Building secure Amazon SageMaker access URLs with AWS Service Catalog
Many customers need a secure method to access Amazon SageMaker notebooks within their private network without logging in to the AWS console, or using the AWS CLI/SDKs. This may be desired for enhanced security or to provide an easier self-service path for data scientists.
In this blog post, we show you a how to connect to a private Amazon SageMaker notebook or Amazon SageMaker Studio without using the internet. For the purpose of this post, we provide a bastion host that emulates a VPN or similar connection. We provide all supporting code as AWS CloudFormation templates that can be easily deployed in an AWS account.
We make the following assumptions:
- The user has no permissions to provision Amazon SageMaker from the AWS Management Console.
- The user cannot use the Open Jupyter button to open notebooks.
- The user has permissions to use AWS Service Catalog.

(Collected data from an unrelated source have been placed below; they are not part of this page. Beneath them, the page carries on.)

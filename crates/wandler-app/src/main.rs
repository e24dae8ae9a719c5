// SPDX-License-Identifier: PMPL-1.0-or-later
// Copyright (c) 2026 Jonathan D.A. Jewell (hyperpolymath) <jonathan.jewell@open.ac.uk>
//
// Wandler — single-file converter for images, PDF, GeoJSON and Shapefile.
//
// Entry point. Parses arguments (or runs the interactive form), initialises
// logging, loads the converter configuration and runs one conversion.

mod cli;
mod interactive;
mod progress;

use std::process::ExitCode;

use clap::Parser;
use tracing_subscriber::EnvFilter;
use wandler_core::ConverterConfig;
use wandler_core::error::Result;
use wandler_document::{ConversionRun, Converter};

use cli::{Cli, Command};
use progress::ProgressReporter;

fn main() -> ExitCode {
    let interactive_mode = std::env::args_os().len() == 1;
    let cli = Cli::parse();
    init_logging(&cli.log_level);

    if let Some(Command::Formats) = cli.command {
        for line in cli::format_table() {
            println!("{line}");
        }
        return ExitCode::SUCCESS;
    }

    match run(&cli, interactive_mode) {
        Ok(status) => {
            println!("{status}");
            ExitCode::SUCCESS
        }
        Err(err) => {
            tracing::debug!(class = ?err.class(), "Run aborted");
            eprintln!("{err}");
            ExitCode::FAILURE
        }
    }
}

fn init_logging(level: &str) {
    tracing_subscriber::fmt()
        .with_env_filter(
            EnvFilter::try_from_default_env()
                .or_else(|_| EnvFilter::try_new(level))
                .unwrap_or_else(|_| EnvFilter::new("info")),
        )
        .with_writer(std::io::stderr)
        .init();
}

fn run(cli: &Cli, interactive_mode: bool) -> Result<String> {
    let request = if interactive_mode {
        interactive::prompt_request()?
    } else {
        cli.request()?
    };
    let config = ConverterConfig::load_or_default(cli.config.as_deref())?;

    tracing::info!(
        from = %request.source_format(),
        to = %request.target_format(),
        input = %request.source_path().display(),
        export = %request.export_path().display(),
        "Wandler starting"
    );

    let message = format!("{} -> {}", request.source_format(), request.target_format());
    let reporter = ProgressReporter::new(message, cli.no_progress);
    let converter = Converter::new(config);
    let mut run = ConversionRun::new(request);

    let outcome = run.run(&converter, &mut |percent| reporter.update(percent));
    reporter.finish();

    let completed = outcome?;
    for path in &completed.outputs {
        tracing::info!(path = %path.display(), "Wrote");
    }
    Ok(run.status_text().to_string())
}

- In the context of the enterprise, a private enterprise web portal (like Jenkins) interacts with the architecture through API calls to AWS Service Catalog.
Figure 1 shows the network architecture used in this scenario:
The private subnet hosts the Amazon SageMaker and other required endpoints. The public subnet hosts the internet gateway and the Windows bastion host.
Users must use the bastion host’s browser to open their Amazon SageMaker notebook instance. Otherwise, they receive a 403 error. This is the recommended method to connect to the notebook for enhanced security.
Developers and data scientists use AWS Service Catalog to provision the URL required to connect from the bastion host to either Amazon SageMaker Studio or an Amazon SageMaker notebook. For more information about provisioning, see the AWS Service Catalog Administrator Guide.
The solution includes the following components:
- AWS Service Catalog makes it possible for an enterprise to offer an approved list of offerings that end users can quickly deploy. Provisioned products from AWS Service Catalog are preconfigured and preapproved by the enterprise to follow its constraints and best practices. In this solution, an AWS Service Catalog product is used to provision the URL on behalf of the user.
- Amazon SageMaker is a managed machine learning service that helps data scientists and developers prepare, build, train, and deploy high-quality machine learning (ML) models. In this solution, a Lambda function invokes the SageMaker API.
- An AWS CloudFormation template with IAM roles and policies to create:
- The VPC, which includes all solution components, including endpoints.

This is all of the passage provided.